Add support for Kyber PQ-Safe KEM #2872

boricm · 2021-12-22T14:26:25Z

Adding support for Kyber (post-quantum-safe KEM) as specified in Round 3 of the NIST post-quantum project. Specification and link to NIST submission package: https://pq-crystals.org/kyber/resources.shtml

Contributed by:
@reneme @hrantzsch @omarama @boricm

Edit (hrantzsch):

This addresses #2500

There are a few things we would still like to address:

Furthermore, there are some things that are likely future work:

port the AVX optimization paths from the reference implementation
look into a generic XOF-interface for Botan
benchmark/profile the algorithm's performance, especially regarding the XOF-StreamCipher in sample_rej_uniform

randombit · 2021-12-22T21:18:24Z

This is great to see! I'll get a review in ASAP.

Until then, a topic for discussion -- do we really need the 90s mode? It seems like it adds a relatively large amount of complexity. Will anyone use it?

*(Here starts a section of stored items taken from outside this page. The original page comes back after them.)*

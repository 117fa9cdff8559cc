use numdoc_eval::Evaluator;
use numdoc_ir::{Config, Doctest, RunResult};
use numdoc_parse::ExampleParser;
use pretty_assertions::assert_eq;
use tempfile::tempdir;

use super::*;

fn doctest(text: &str, config: &Config) -> Doctest {
    ExampleParser::new(config)
        .get_doctest(text, "unit", None, 0, config.default_globals.clone())
        .unwrap()
}

fn run(text: &str, config: &Config) -> DoctestReport {
    DocTestRunner::new(&Evaluator::new(), config)
        .run(&doctest(text, config))
        .unwrap()
}

fn states(report: &DoctestReport) -> Vec<&ExampleState> {
    report.examples.iter().map(|e| &e.state).collect()
}

// === Outcomes ===

#[test]
fn namespace_persists_between_examples() {
    let report = run(">>> x = 20\n>>> x * 2 + 2\n42\n", &Config::default());
    assert_eq!(report.result, RunResult::new(2, 0, 0));
}

#[test]
fn mismatch_keeps_the_output() {
    let report = run(">>> print('a')\nb\n", &Config::default());
    assert_eq!(report.result, RunResult::new(1, 1, 0));
    assert_eq!(
        states(&report),
        vec![&ExampleState::Failed(Failure::Mismatch {
            got: "a\n".to_string()
        })]
    );
}

#[test]
fn documented_errors_pass() {
    let text = "\
>>> 1 / 0
Traceback (most recent call last):
  ...
ZeroDivisionError: division by zero
>>> int('x')
Traceback (most recent call last):
ValueError: something else entirely
";
    let report = run(text, &Config::default());
    // IGNORE_EXCEPTION_DETAIL is on by default: only the kind is compared.
    assert_eq!(report.result, RunResult::new(2, 0, 0));
}

#[test]
fn tolerance_applies_to_printed_numbers() {
    let text = ">>> 1 / 3\n0.333\n";
    assert_eq!(run(text, &Config::default()).result.failed, 1);
    let loose = Config::builder().tolerances(0.001, 0.01).build().unwrap();
    assert_eq!(run(text, &loose).result.failed, 0);
}

// === Skips and unchecked examples ===

#[test]
fn block_skip_skips_the_whole_block() {
    let text = "\
>>> a = 1
>>> b = 2  # doctest: +SKIPBLOCK
>>> c = 3

Prose.

>>> 4
4
";
    let report = run(text, &Config::default());
    assert_eq!(report.result, RunResult::new(1, 0, 3));
    assert_eq!(
        states(&report),
        vec![
            &ExampleState::Skipped,
            &ExampleState::Skipped,
            &ExampleState::Skipped,
            &ExampleState::Passed
        ]
    );
}

#[test]
fn skipped_examples_can_count_as_attempted() {
    let config = Config::builder()
        .count_skipped_as_attempted(true)
        .build()
        .unwrap();
    let report = run(">>> 1  # doctest: +SKIP\n2\n>>> 1\n1\n", &config);
    assert_eq!(report.result, RunResult::new(2, 0, 1));
}

#[test]
fn stopword_examples_run_but_their_output_is_ignored() {
    let config = Config::default();
    let text = "\
>>> import matplotlib.pyplot as plt
>>> counts = [1, 2, 3]  # later: plt.bar(counts)
>>> plt.bar(counts)
<BarContainer object of 3 artists>
>>> counts
[1, 2, 3]
";
    let report = run(text, &config);
    assert_eq!(report.result, RunResult::new(4, 0, 0));
}

#[test]
fn stopword_examples_still_fail_on_errors() {
    let report = run(">>> 1 / 0  # .show( of nothing\n", &Config::default());
    assert!(matches!(
        states(&report)[0],
        ExampleState::Failed(Failure::UnexpectedError { .. })
    ));
}

#[test]
fn pseudocode_only_needs_valid_syntax() {
    let config = Config::builder()
        .pseudocode_markers(["# pseudo"])
        .build()
        .unwrap();
    let report = run(">>> solve(system)  # pseudo\n<solution>\n", &config);
    assert_eq!(report.result, RunResult::new(1, 0, 0));

    let report = run(">>> solve(system  # pseudo\n", &config);
    assert!(matches!(
        states(&report)[0],
        ExampleState::Failed(Failure::InvalidSyntax { .. })
    ));
}

#[test]
fn randomized_examples_still_fail_on_errors() {
    let config = Config::default();
    let report = run(">>> 1 / 0  # random\n0.5\n", &config);
    assert_eq!(report.result.failed, 1);
    let report = run(">>> 0.25  # random\n0.5\n", &config);
    assert_eq!(report.result.failed, 0);
}

#[test]
fn runaway_values_fail_the_example_not_the_run() {
    let text = "\
>>> [0] * 4611686018427387904
[0, ...]
>>> x = []
>>> for i in range(200000):
...     x = [x]
>>> len(x)
1
";
    let report = run(text, &Config::default());
    assert_eq!(report.result, RunResult::new(4, 2, 0));
    assert!(matches!(
        states(&report)[0],
        ExampleState::Failed(Failure::UnexpectedError { .. })
    ));
    assert!(matches!(
        states(&report)[2],
        ExampleState::Failed(Failure::UnexpectedError { .. })
    ));
    assert_eq!(states(&report)[3], &ExampleState::Passed);
}

// === Cascades and fail-fast ===

#[test]
fn name_errors_after_an_unexpected_error_are_cascades() {
    let text = "\
>>> y = undefined_thing
>>> y + 1
2
>>> 5
5
";
    let report = run(text, &Config::default());
    assert_eq!(report.result, RunResult::new(3, 2, 0));
    assert!(matches!(
        states(&report)[0],
        ExampleState::Failed(Failure::UnexpectedError { .. })
    ));
    assert!(matches!(
        states(&report)[1],
        ExampleState::Failed(Failure::Cascade { .. })
    ));
    assert_eq!(report.failures(false).count(), 1);
    assert_eq!(report.failures(true).count(), 2);
}

#[test]
fn fail_fast_leaves_the_rest_pending() {
    let config = Config::builder().stop_on_first_failure(true).build().unwrap();
    let report = run(">>> 1\n2\n>>> 3\n3\n", &config);
    assert_eq!(report.result, RunResult::new(1, 1, 0));
    assert_eq!(states(&report)[1], &ExampleState::Pending);
}

// === Fatal errors ===

#[test]
fn contradictory_directives_abort_the_run() {
    let config = Config::default();
    let doctest = doctest(">>> 1  # doctest: +ELLIPSIS, -ELLIPSIS\n1\n", &config);
    let err = DocTestRunner::new(&Evaluator::new(), &config)
        .run(&doctest)
        .unwrap_err();
    assert!(matches!(err, RunError::Config { .. }));
}

#[test]
fn broken_globals_abort_the_run() {
    let config = Config::builder().global("x", "def").build().unwrap();
    let doctest = doctest(">>> x\n", &config);
    let err = DocTestRunner::new(&Evaluator::new(), &config)
        .run(&doctest)
        .unwrap_err();
    assert!(matches!(err, RunError::Namespace { .. }));
}

// === Working directory ===

#[test]
fn local_resources_are_copied_into_the_workdir() {
    let dir = tempdir().unwrap();
    std::fs::write(dir.path().join("data.txt"), "1 2 3").unwrap();
    let config = Config::builder()
        .local_resource("unit", "data.txt")
        .build()
        .unwrap();
    let mut doctest = doctest(">>> read_text('data.txt')\n'1 2 3'\n", &config);
    doctest.filename = Some(dir.path().join("module.py"));

    let report = DocTestRunner::new(&Evaluator::new(), &config)
        .run(&doctest)
        .unwrap();
    assert_eq!(report.result, RunResult::new(1, 0, 0));
}

#[test]
fn missing_resource_is_fatal() {
    let dir = tempdir().unwrap();
    let config = Config::builder()
        .local_resource("unit", "absent.txt")
        .build()
        .unwrap();
    let mut doctest = doctest(">>> 1\n1\n", &config);
    doctest.filename = Some(dir.path().join("module.py"));
    let err = DocTestRunner::new(&Evaluator::new(), &config)
        .run(&doctest)
        .unwrap_err();
    assert!(matches!(err, RunError::Resource { .. }));
}

#[test]
fn files_outside_the_workdir_are_unreachable() {
    let report = run(
        ">>> read_text('../secret.txt')\nTraceback (most recent call last):\nPermissionError: denied\n",
        &Config::default(),
    );
    assert_eq!(report.result, RunResult::new(1, 0, 0));
}

// === Many doctests ===

#[test]
fn run_all_merges_in_collection_order() {
    let config = Config::default();
    let mut doctests = Vec::new();
    for i in 0..8 {
        let mut doctest = doctest(&format!(">>> {i} * 2\n{}\n", i * 2), &config);
        doctest.name = format!("unit{i}");
        doctests.push(doctest);
    }
    doctests[3].examples[0].want = "0\n".to_string();

    let report = DocTestRunner::new(&Evaluator::new(), &config)
        .run_all(&doctests)
        .unwrap();
    let names: Vec<String> = (0..8).map(|i| format!("unit{i}")).collect();
    assert_eq!(report.history.names().collect::<Vec<_>>(), names);
    assert_eq!(report.totals(), RunResult::new(8, 1, 0));
}

#[test]
fn parallel_and_sequential_runs_agree() {
    let text = ">>> import numpy as np\n>>> np.arange(3) * 1.5\narray([0. , 1.5, 3. ])\n";
    let parallel = Config::default();
    let sequential = Config::builder().parallel(false).build().unwrap();
    let doctests = vec![doctest(text, &parallel), doctest(text, &parallel)];

    let a = DocTestRunner::new(&Evaluator::new(), &parallel)
        .run_all(&doctests)
        .unwrap();
    let b = DocTestRunner::new(&Evaluator::new(), &sequential)
        .run_all(&doctests)
        .unwrap();
    assert_eq!(a, b);
    assert_eq!(a.totals(), RunResult::new(4, 0, 0));
}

mouse07410 · 2021-12-22T21:50:05Z

I don't know.

-90s is faster, but my benchmarks of the "normal" code showed performance sufficient for my needs.

Still, if it's not too big a headache, why not support both...

hrantzsch · 2021-12-23T07:56:49Z

do we really need the 90s mode?

Hm, good question. I can't say that we need it specifically, but I think it's a great use case for Botan's module system. If someone does have a configuration where the more modern primitives are not available, we can support that very well. The differences between the modes are also pretty local so it shouldn't be too difficult to separate the shared code parts from the specific parts.

randombit

An initial review. Many comments here and there will be more later but overall a good direction.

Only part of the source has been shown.